L’objectif de ce rapport est de faciliter un plus grand investissement des gouvernements, des organisations travaillant sur le développement, le climat et la conservation dans des projets visant à reconnaître officiellement les droits fonciers et forestiers des communautés locales, des Afro-descendants et des peuples autochtones. Ce rapport est une analyse d’experts indépendants de haut niveau de l’état de préparation des pays aux investissements visant à garantir ces droits, en donnant la priorité aux pays membres du Fonds de partenariat pour le carbone forestier (FCPF), une initiative internationale visant à aider les gouvernements à réduire la déforestation et à atténuer ainsi le changement climatique. Ce rapport est conçu pour faciliter la sensibilisation et identifier les opportunités potentielles d’investissement par ces gouvernements et d’autres, par les soutiens du FCPF et par d’autres donateurs potentiels, et fournir un cadre de travail simple pour suivre l’état de préparation de ces investissements dans le temps. Ce « Cadre de travail sur les opportunités » permet un suivi en libre accès des progrès réalisés au niveau national et mondial sur la nécessité de reconnaître les droits fonciers collectifs des populations locales. Les évaluations sont intentionnellement indépendantes afin de permettre l’objectivité et la franchise de l’analyse et des jugements, et de donner ainsi une vue sans fard de la situation actuelle dans chaque pays.

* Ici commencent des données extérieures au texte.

impl ContentRepository {
    pub fn new(primary: Arc<dyn ContentStore>, fallback: Option<Arc<LocalStore>>) -> Self {
        Self { primary, fallback }
    }

    /// Repository whose primary store is the local one, with no separate fallback
    pub fn local(store: Arc<LocalStore>) -> Self {
        Self { primary: store, fallback: None }
    }

    pub fn backend_name(&self) -> &'static str {
        self.primary.backend_name()
    }

    // ---- reads --------------------------------------------------------------

    async fn read_records(&self, collection: CollectionKind, order: Option<OrderBy>) -> Vec<Value> {
        let span = crate::log_context!(LogOperation::ContentRead, collection.label());
        self.read_with_fallback(collection, order).instrument(span).await
    }

    async fn read_with_fallback(&self, collection: CollectionKind, order: Option<OrderBy>) -> Vec<Value> {
        let backend = self.primary.backend_name();
        let label = collection.label();

        let error = match self.primary.select_all(collection, order).await {
            Ok(records) => {
                logging::log_read(backend, label, records.len());
                self.mirror(collection, &records).await;
                return records;
            }
            Err(e) => AppError::PersistenceRead {
                collection: label,
                message: e.to_string(),
            },
        };
        logging::log_read_error(backend, label, &error.to_string());

        if let Some(fallback) = &self.fallback {
            match fallback.select_all(collection, order).await {
                Ok(records) => {
                    logging::log_read_fallback(label, fallback.backend_name());
                    return records;
                }
                Err(e) => logging::log_read_error(fallback.backend_name(), label, &e.to_string()),
            }
        }

        logging::log_read_fallback(label, "defaults");
        let mut records = default_records(collection);
        sort_records(&mut records, order);
        records
    }

    /// Copy a successful primary read into the local cache
    async fn mirror(&self, collection: CollectionKind, records: &[Value]) {
        let Some(fallback) = &self.fallback else {
            return;
        };
        if let Err(e) = fallback.replace_all(collection, records.to_vec()).await {
            tracing::debug!("Could not mirror {} into local cache: {}", collection.label(), e);
        }
    }

    async fn read<T: DeserializeOwned>(&self, collection: CollectionKind, order: Option<OrderBy>) -> Vec<T> {
        decode(collection, self.read_records(collection, order).await)
    }

    // ---- writes -------------------------------------------------------------

    fn write_error(&self, collection: CollectionKind, message: String, kept_locally: bool) -> AppError {
        logging::log_write_error(
            self.primary.backend_name(),
            collection.label(),
            &message,
            kept_locally,
        );
        AppError::PersistenceWrite {
            collection: collection.label(),
            message,
        }
    }

    async fn write(&self, collection: CollectionKind, op: WriteOp) -> Result<()> {
        let span = crate::log_context!(LogOperation::ContentWrite, collection.label());
        match op.apply(self.primary.as_ref(), collection).instrument(span).await {
            Ok(()) => {
                logging::log_write(self.primary.backend_name(), collection.label(), op.action());
                Ok(())
            }
            Err(e) => {
                let kept = match &self.fallback {
                    Some(fallback) => op.apply(fallback.as_ref(), collection).await.is_ok(),
                    None => false,
                };
                Err(self.write_error(collection, e.to_string(), kept))
            }
        }
    }

    /// Read-modify-write: `plan` sees the store's current records and decides
    /// the mutation. Runs against the primary, then against the fallback if the
    /// primary fails. `Ok(None)` means the plan chose not to write.
    async fn write_planned<F>(&self, collection: CollectionKind, plan: F) -> Result<Option<WriteOp>>
    where
        F: Fn(Vec<Value>) -> Option<WriteOp> + Send + Sync,
    {
        let span = crate::log_context!(LogOperation::ContentWrite, collection.label());
        match plan_and_apply(self.primary.as_ref(), collection, &plan)
            .instrument(span)
            .await
        {
            Ok(op) => {
                if let Some(op) = &op {
                    logging::log_write(self.primary.backend_name(), collection.label(), op.action());
                }
                Ok(op)
            }
            Err(e) => {
                let kept = match &self.fallback {
                    Some(fallback) => plan_and_apply(fallback.as_ref(), collection, &plan)
                        .await
                        .is_ok(),
                    None => false,
                };
                Err(self.write_error(collection, e.to_string(), kept))
            }
        }
    }

    // ---- snippets -----------------------------------------------------------

    /// All snippets in insertion order
    pub async fn get_snippets(&self) -> Vec<ContentSnippet> {
        self.read(CollectionKind::Snippets, None).await
    }

    /// Value for `key`, or `""` when absent
    pub async fn get_snippet_value(&self, key: &str) -> String {
        self.get_snippets()
            .await
            .into_iter()
            .find(|snippet| snippet.key == key)
            .map(|snippet| snippet.value)
            .unwrap_or_default()
    }

    /// Upsert by key. Existing snippets keep their id and `created_at`.
    pub async fn set_snippet(&self, key: &str, value: &str) -> Result<()> {
        if key.trim().is_empty() {
            let mut errors = ValidationErrors::new();
            errors.add("key", "Key is required");
            return Err(AppError::Validation(errors));
        }

        self.write_planned(CollectionKind::Snippets, |records| {
            let existing = decode::<ContentSnippet>(CollectionKind::Snippets, records)
                .into_iter()
                .find(|snippet| snippet.key == key);
            let snippet = match existing {
                Some(snippet) => snippet.with_value(value),
                None => ContentSnippet::new(key, value),
            };
            serde_json::to_value(&snippet).ok().map(|record| WriteOp::Upsert {
                conflict_key: "key",
                record,
            })
        })
        .await?;
        Ok(())
    }

    // ---- ordered lists ------------------------------------------------------

    async fn get_ordered<T: OrderedItem>(&self) -> Vec<T> {
        self.read(T::COLLECTION, Some(BY_DISPLAY_ORDER)).await
    }

    /// Whole-collection replace; timestamps are stored as given
    async fn set_ordered<T: OrderedItem>(&self, items: &[T]) -> Result<()> {
        let records = items.iter().map(encode).collect::<Result<Vec<_>>>()?;
        self.write(T::COLLECTION, WriteOp::Replace(records)).await
    }

    async fn delete_ordered<T: OrderedItem>(&self, id: &str) -> Result<()> {
        self.write(T::COLLECTION, WriteOp::Delete(id.to_string())).await
    }

    pub async fn get_services(&self) -> Vec<ServiceItem> {
        self.get_ordered().await
    }

    pub async fn set_services(&self, services: &[ServiceItem]) -> Result<()> {
        self.set_ordered(services).await
    }

    pub async fn delete_service(&self, id: &str) -> Result<()> {
        self.delete_ordered::<ServiceItem>(id).await
    }

    pub async fn get_portfolio(&self) -> Vec<PortfolioItem> {
        self.get_ordered().await
    }

    pub async fn set_portfolio(&self, items: &[PortfolioItem]) -> Result<()> {
        self.set_ordered(items).await
    }

    pub async fn delete_portfolio_item(&self, id: &str) -> Result<()> {
        self.delete_ordered::<PortfolioItem>(id).await
    }

    pub async fn get_partners(&self) -> Vec<PartnerItem> {
        self.get_ordered().await
    }

    pub async fn set_partners(&self, partners: &[PartnerItem]) -> Result<()> {
        self.set_ordered(partners).await
    }

    pub async fn delete_partner(&self, id: &str) -> Result<()> {
        self.delete_ordered::<PartnerItem>(id).await
    }

    // ---- contact singleton --------------------------------------------------

    pub async fn get_contact_info(&self) -> Option<ContactInfo> {
        self.read::<ContactInfo>(CollectionKind::Contact, None)
            .await
            .into_iter()
            .next()
    }

    /// Update the singleton if it exists, otherwise create it
    pub async fn set_contact_info(&self, patch: ContactInfoPatch) -> Result<ContactInfo> {
        let op = self
            .write_planned(CollectionKind::Contact, |records| {
                let existing = decode::<ContactInfo>(CollectionKind::Contact, records)
                    .into_iter()
                    .next();
                // A fresh singleton always gets the same id, so concurrent
                // creates converge on one record
                let info = match existing {
                    Some(mut info) => {
                        info.apply(patch.clone());
                        info
                    }
                    None => ContactInfo::from_patch(patch.clone()),
                };
                serde_json::to_value(&info).ok().map(|record| WriteOp::Upsert {
                    conflict_key: "id",
                    record,
                })
            })
            .await?;

        let record = op.as_ref().and_then(WriteOp::record).cloned().ok_or_else(|| {
            self.write_error(CollectionKind::Contact, "no record written".to_string(), false)
        })?;
        Ok(serde_json::from_value(record)?)
    }

    // ---- form submissions ---------------------------------------------------

    /// Newest first
    pub async fn get_form_submissions(&self) -> Vec<FormSubmission> {
        self.read(CollectionKind::Submissions, Some(NEWEST_FIRST)).await
    }

    pub async fn add_form_submission(&self, input: NewFormSubmission) -> Result<FormSubmission> {
        let submission = FormSubmission::create(input);
        self.write(CollectionKind::Submissions, WriteOp::Insert(encode(&submission)?))
            .await?;
        logging::log_submission_received(&submission.id);
        Ok(submission)
    }

    /// Merge `status`/`notes` into a submission. Unknown ids are skipped.
    pub async fn update_form_submission(
        &self,
        id: &str,
        patch: FormSubmissionPatch,
    ) -> Result<Option<FormSubmission>> {
        let op = self
            .write_planned(CollectionKind::Submissions, |records| {
                let mut submission = decode::<FormSubmission>(CollectionKind::Submissions, records)
                    .into_iter()
                    .find(|submission| submission.id == id)?;
                submission.apply(patch.clone());
                serde_json::to_value(&submission).ok().map(|record| WriteOp::Upsert {
                    conflict_key: "id",
                    record,
                })
            })
            .await?;

        match op.as_ref().and_then(WriteOp::record) {
            Some(record) => Ok(Some(serde_json::from_value(record.clone())?)),
            None => {
                logging::log_submission_missing(id);
                Ok(None)
            }
        }
    }

    // ---- aggregate ----------------------------------------------------------

    /// Every collection, read concurrently
    pub async fn snapshot(&self, include_submissions: bool) -> ContentSnapshot {
        let (snippets, services, portfolio, partners, contact) = futures::join!(
            self.get_snippets(),
            self.get_services(),
            self.get_portfolio(),
            self.get_partners(),
            self.get_contact_info(),
        );

        let form_submissions = if include_submissions {
            self.get_form_submissions().await
        } else {
            Vec::new()
        };

        ContentSnapshot {
            snippets,
            services,
            portfolio,
            partners,
            contact: contact.unwrap_or_else(defaults::default_contact),
            form_submissions,
        }
    }

    /// Write the default dataset into empty content collections of the primary
    /// store. Returns how many collections were seeded.
    pub async fn seed_if_empty(&self) -> usize {
        let backend = self.primary.backend_name();
        let mut seeded = 0;

        for collection in CollectionKind::ALL {
            if collection == CollectionKind::Submissions {
                continue;
            }
            match self.primary.select_all(collection, None).await {
                Ok(records) if records.is_empty() => {
                    let defaults = default_records(collection);
                    let count = defaults.len();
                    match self.primary.replace_all(collection, defaults).await {
                        Ok(()) => {
                            logging::log_seed(backend, collection.label(), count);
                            seeded += 1;
                        }
                        Err(e) => tracing::warn!("Failed to seed {}: {}", collection.label(), e),
                    }
                }
                Ok(_) => {}
                Err(e) => tracing::warn!("Skipping seed of {}: {}", collection.label(), e),
            }
        }

        seeded
    }
}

Selon la logique de ce rapport et du Cadre de travail sur les opportunités lui-même, les résultats de cette analyse sont indicatifs plutôt que déterministes. Il est à espérer que, selon l’intérêt du donateur potentiel ou du gouvernement, on s’efforcera de faire davantage preuve de diligence raisonnable avant de choisir d’investir. Suivant cette même logique, ce rapport est suivi d’une seconde analyse, plus approfondie et plus opérationnelle, de ces mêmes questions en collaboration avec le FCPF, pour un ensemble sélectionné de pays membres du FCPF. Les résultats de ce travail seront publiés sur un site web et régulièrement mis à jour afin de continuer à fournir des informations à ceux qui souhaitent investir dans la protection des droits forestiers et fonciers des peuples autochtones, des communautés locales et des Afro-descendants.
L’objet de ce rapport, et du Cadre de travail lui-même, se limite à la reconnaissance formelle des droits fonciers et forestiers (c’est-à-dire la délimitation, la cartographie, l’enregistrement, etc.). Il n’évalue pas les étapes importantes et ultérieures du renforcement de la gouvernance communautaire ou territoriale, l’application de ces droits par les gouvernements ou les capacités nécessaires pour permettre aux organisations autochtones, locales et d’Afro-descendants de gérer ou d’exploiter leurs ressources ou de s’engager dans des entreprises ou des activités de développement économique – qui sont toutes essentielles pour une conservation et un développement durable et autodéterminé. Ce Cadre de travail se concentre sur la première étape de ce processus plus long.